Artikel Tentang Hibah Dan Sedekah Full
Salah satu dari anjuran agama Islam adalah tolong-menolong
antara sesama muslim ataupun non muslim. Bentuk tolong-menolong itu
bermacam-macam, bisa berupa benda, jasa, jual beli, dan lain sebagainya. Salah satu di
antaranya adalah hibah, atau disebut juga pemberian cuma-cuma tanpa
mengharapkan imbalan.
(Hibah) adalah dengan huruf ha
di-kasrah dan ba tanpa syiddah berarti memberikan (tamlik)
sesuatu kepada orang lain pada waktu masih hidup tanpa meminta ganti. Sedekah asal
kata bahasa Arab shadaqoh yang berarti suatu pemberian yang diberikan
oleh seorang muslim kepada orang lain secara spontan dan sukarela tanpa
dibatasi oleh waktu dan jumlah tertentu. Juga berarti suatu pemberian yang
diberikan oleh seseorang sebagai kebajikan yang mengharap ridho Allah SWT dan
pahala semata.
PEMBAHASAN
A.
Hibah
- Pengertian Hibah
Kata "hibah" berasal dari
bahasa Arab yang secara etimologis berarti melewatkan atau menyalurkan, dengan demikian berarti telah disalurkan
dari tangan orang yang memeberi kepada tangan orang yang diberi. Sayyid Sabiq mendefinisikan hibah adalah
akad yang pokok persoalannya pemberian harta milik seseorang kepada orang lain
di waktu dia hidup, tanpa adanya imbalan. Sedangkan
Sulaiman Rasyid mendefinisikan bahwa hibah adalah memberuikan zat dengan tidak
ada tukarnya dan tidak ada karenanya.
Dengan demikian dapat disimpulkan bahwa hibah adalah
merupakan suatu pemberian yang bersifat sukarela (tidak ada sebab dan
musababnya) tnpa da kontra prestasi dari pihak penerima pemberian, dan
pemberian itu dilangsungkan pada saat si pemberi masih hidup (inilah yang
membedakannya dengan wasiat, yang mana wasiat diberikan setelah si pewasiat
meninggal dunia).
Dalam istilah hukum perjanjian yang seperti ini dinamakan
juga dengan perjanjian sepihak (perjanjian unilateral) sebagai lawan dari perjanjian
bertimbal balik (perjanjian bilateral).
- Dasar Hukum Hibah
Dasar hukum hibah ini dapat kita pedomani hadits Nabi
Muhammad SAW antara lain hadits yang diriwayatkan oleh Ahmad dari hadits Khalid
bin 'Adi, bahwa Nabi Muhammad SAW bersabda yang artinya sebagai berikut :
"Barangsiapa mendapatkan
kebaikan dari saudaranya yang bukan karena mengharap-harapkan dan
meminta-minta, maka hendaklah ia menerimanya dan tidak menolaknya, karena ia
adalah rezeki yang diberi Allah kepadanya".

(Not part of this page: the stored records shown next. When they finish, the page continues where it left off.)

impl SessionCoordinator {
    fn spawn(
        role: Role,
        local: Participant,
        transport: Arc<dyn ChannelTransport>,
        state: SessionState,
        initial_channel: Option<Arc<dyn Channel>>,
        config: SessionConfig,
        clock: Arc<dyn Clock>,
    ) -> SessionHandle {
        let facilitator = match role {
            Role::Facilitator => local.id.clone(),
            Role::Replica => state.facilitator_id.clone(),
        };
        let (command_tx, commands) = mpsc::unbounded_channel();
        let (state_tx, state_rx) = watch::channel(state.clone());
        let (status_tx, status_rx) = watch::channel(LinkStatus::Connecting);

        let mut coordinator = Self {
            local: local.clone(),
            router: MessageRouter::new(role, facilitator),
            registry: ConnectionRegistry::new(transport.clone()),
            transport,
            heartbeat: HeartbeatMonitor::new(config.heartbeat(), LinkStatus::Connecting),
            store: SessionStore::new(state, clock),
            config,
            commands,
            command_tx: command_tx.downgrade(),
            state_tx,
            status_tx,
            accepting: true,
        };
        let task = tokio::spawn(async move {
            coordinator.start(initial_channel).await;
            coordinator.run().await;
        });

        SessionHandle {
            local,
            role,
            commands: command_tx,
            state_rx,
            status_rx,
            task: Arc::new(task),
        }
    }

    async fn start(&mut self, initial_channel: Option<Arc<dyn Channel>>) {
        let now = self.store.now_ms();
        match self.router.role() {
            Role::Facilitator => {
                self.heartbeat.start_pinging(now);
                self.set_status(LinkStatus::Connected);
            }
            Role::Replica => {
                if let Some(channel) = initial_channel {
                    self.registry.register(channel);
                }
                self.on_facilitator_opened().await;
            }
        }
    }

    async fn run(&mut self) {
        loop {
            let delay = self
                .next_wakeup()
                .map(|at| Duration::from_millis(at.saturating_sub(self.store.now_ms())));

            tokio::select! {
                command = self.commands.recv() => {
                    let Some(command) = command else {
                        debug!("Every session handle dropped");
                        self.leave().await;
                        break;
                    };
                    if !self.on_command(command).await {
                        break;
                    }
                }

                Some(update) = self.registry.poll() => {
                    self.on_registry_update(update).await;
                }

                channel = self.transport.accept(), if self.accepting => {
                    match channel {
                        Some(channel) => {
                            info!("Incoming channel from {}", channel.remote());
                            self.registry.register(channel);
                        }
                        None => {
                            warn!("Endpoint {} stopped accepting channels", self.local.id);
                            self.accepting = false;
                        }
                    }
                }

                _ = sleep_for(delay) => {
                    self.on_wake().await;
                }
            }
        }
        info!("Session for {} ended", self.local.id);
    }

    /// Earliest of the heartbeat schedule and, on the facilitator, timer expiry.
    fn next_wakeup(&self) -> Option<u64> {
        let timer = match self.router.role() {
            Role::Facilitator => self.store.state().timer.expires_at(),
            Role::Replica => None,
        };
        match (self.heartbeat.next_wakeup(), timer) {
            (Some(a), Some(b)) => Some(a.min(b)),
            (a, b) => a.or(b),
        }
    }

    async fn on_wake(&mut self) {
        let now = self.store.now_ms();

        match self.router.role() {
            Role::Facilitator => {
                if self.heartbeat.should_ping(now) {
                    let sent = self.registry.broadcast(&Control::Ping.into()).await;
                    debug!("Pinged {} peer(s)", sent);
                    self.heartbeat.mark_ping_cycle(now);
                }
                if self.store.state().timer.is_expired(now) {
                    info!("Timer expired");
                    self.dispatch(Action::TogglePauseTimer).await;
                }
            }
            Role::Replica => {
                if let Some(status) = self.heartbeat.check_timeout(now) {
                    warn!("Connection timed out. No PING received.");
                    self.publish_status(status);
                }
            }
        }
    }

    /// Returns `false` once the session should stop.
    async fn on_command(&mut self, command: Command) -> bool {
        match command {
            Command::Dispatch(action) => self.dispatch(action).await,
            Command::Reconnect(reply) => self.reconnect(reply).await,
            Command::Refresh(reply) => self.refresh(reply).await,
            Command::RequestState(reply) => {
                let facilitator = self.router.facilitator().clone();
                let result = self
                    .registry
                    .send(&facilitator, &Control::RequestState.into())
                    .await;
                let _ = reply.send(result);
            }
            Command::Leave(reply) => {
                self.leave().await;
                let _ = reply.send(());
                return false;
            }
        }
        true
    }

    async fn dispatch(&mut self, action: Action) {
        let routed = self.router.dispatch(action, &mut self.store);
        self.execute(routed).await;
    }

    async fn on_registry_update(&mut self, update: RegistryUpdate) {
        let facilitator = self.router.facilitator().clone();

        match update {
            RegistryUpdate::Message { from, text } => {
                self.registry.touch(&from, self.store.now_ms());
                let routed = self
                    .router
                    .route(&from, &text, &mut self.store, &mut self.heartbeat);
                self.execute(routed).await;
            }
            RegistryUpdate::Opened { peer } => {
                if self.router.role() == Role::Replica && peer == facilitator {
                    self.on_facilitator_opened().await;
                }
            }
            RegistryUpdate::ConnectFailed { peer, error } => {
                if self.router.role() == Role::Replica && peer == facilitator {
                    warn!("Could not reach facilitator: {}", error);
                    self.set_status(LinkStatus::Disconnected);
                }
            }
            RegistryUpdate::Disconnected { peer, reason } => {
                info!("Peer disconnected: {} ({:?})", peer, reason);
                match self.router.role() {
                    Role::Facilitator => {
                        self.dispatch(Action::RemoveParticipant(peer)).await;
                    }
                    Role::Replica if peer == facilitator => {
                        warn!("Lost connection to facilitator");
                        self.heartbeat.cancel();
                        self.set_status(LinkStatus::Disconnected);
                    }
                    Role::Replica => {}
                }
            }
        }
    }

    /// Introduce ourselves on a fresh facilitator channel and start watching it.
    async fn on_facilitator_opened(&mut self) {
        let facilitator = self.router.facilitator().clone();
        let hello: Message = Control::IntroduceAndRequestState(self.local.clone()).into();
        if let Err(e) = self.registry.send(&facilitator, &hello).await {
            warn!("Failed to introduce to {}: {}", facilitator, e);
            self.set_status(LinkStatus::Disconnected);
            return;
        }
        self.heartbeat.arm(self.store.now_ms());
        self.set_status(LinkStatus::Connected);
    }

    async fn reconnect(&mut self, reply: Reply<Result<(), SessionError>>) {
        if self.router.role() == Role::Facilitator {
            let _ = reply.send(Ok(()));
            return;
        }

        let facilitator = self.router.facilitator().clone();
        if self.registry.is_open(&facilitator) {
            debug!("Channel to {} is open; requesting state", facilitator);
            let result = self
                .registry
                .send(&facilitator, &Control::RequestState.into())
                .await;
            let _ = reply.send(result);
            return;
        }

        info!("Attempting to reconnect to facilitator...");
        self.set_status(LinkStatus::Connecting);
        let pending = self
            .registry
            .connect(&facilitator, self.config.reverify_timeout());
        tokio::spawn(async move {
            let result = pending.await.unwrap_or(Err(SessionError::Closed));
            if let Err(e) = &result {
                error!("Reconnect failed: {}", e);
            }
            let _ = reply.send(result);
        });
    }

    async fn refresh(&mut self, reply: Reply<Result<(), SessionError>>) {
        if self.router.role() == Role::Facilitator {
            info!("Broadcasting full state to all peers");
            let snapshot = Message::snapshot(self.store.state().clone());
            self.registry.broadcast(&snapshot).await;
            let _ = reply.send(Ok(()));
            return;
        }

        let facilitator = self.router.facilitator().clone();
        if !self.registry.is_open(&facilitator) {
            self.set_status(LinkStatus::Connecting);
        }
        let pending = self
            .registry
            .connect(&facilitator, self.config.reverify_timeout());
        let command_tx = self.command_tx.clone();
        tokio::spawn(async move {
            if let Err(e) = pending.await.unwrap_or(Err(SessionError::Closed)) {
                error!("Refresh failed: {}", e);
                let _ = reply.send(Err(e));
                return;
            }
            debug!("Connection healthy; requesting state from facilitator");
            match command_tx.upgrade() {
                Some(tx) => {
                    if let Err(mpsc::error::SendError(Command::RequestState(reply))) =
                        tx.send(Command::RequestState(reply))
                    {
                        let _ = reply.send(Err(SessionError::Closed));
                    }
                }
                None => {
                    let _ = reply.send(Err(SessionError::Closed));
                }
            }
        });
    }

    async fn leave(&mut self) {
        info!("Leaving room {}", self.store.state().room_code);
        self.commands.close();
        self.registry.close_all().await;
        self.heartbeat.cancel();
        self.transport.shutdown().await;
        self.accepting = false;
        self.set_status(LinkStatus::Disconnected);
    }

    async fn execute(&mut self, routed: Routed) {
        for outbound in routed.outbound {
            match outbound {
                Outbound::Send { to, message } => {
                    if let Err(e) = self.registry.send(&to, &message).await {
                        warn!("Failed to send {} to {}: {}", message.kind(), to, e);
                    }
                }
                Outbound::Broadcast(message) => {
                    self.registry.broadcast(&message).await;
                }
            }
        }
        if let Some(status) = routed.status {
            self.publish_status(status);
        }
        if routed.state_changed {
            self.state_tx.send_replace(self.store.state().clone());
        }
    }

    fn set_status(&mut self, status: LinkStatus) {
        self.heartbeat.set_status(status);
        self.publish_status(status);
    }

    fn publish_status(&self, status: LinkStatus) {
        self.status_tx.send_if_modified(|current| {
            if *current == status {
                false
            } else {
                debug!("Link status: {} -> {}", current, status);
                *current = status;
                true
            }
        });
    }
}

- Rukun Dan Syarat Sahnya Hibah
Rukun hibah adalah sebagai berikut :
a. Penghibah , yaitu orang yang memberi
hibah
b. Penerima hibah
yaitu orang yang menerima pemberian
c. Ijab dan kabul.
d. Benda yang
dihibahkan
Sedangkan
syarat-syarat yang harus dipenuhi agar suatu hibah sah adalah :
Syarat-syarat
bagi penghibah
a. Barang yang
dihibahkan adalah milik si penghibah; dengan demikian tidaklah sah menghibahkan
barang milik orang lain.
b. Penghibah bukan
orang yang dibatasi haknya disebabkan oleh sesuatu alasan
c. Penghibah adalah
orang yang cakap bertindak menurut hukum (dewasa dan tidak kurang akal).
d. Penghibah tidak
dipaksa untuk memnerikan hibah
Syarat-syarat
penerima hibah
Bahwa penerima
hibah haruslah orang yang benar-benar ada pada waktu hibah dilakukan. Adapun
yang dimaksudkan dengan benar-benar ada ialah orang tersebut (penerima hibah)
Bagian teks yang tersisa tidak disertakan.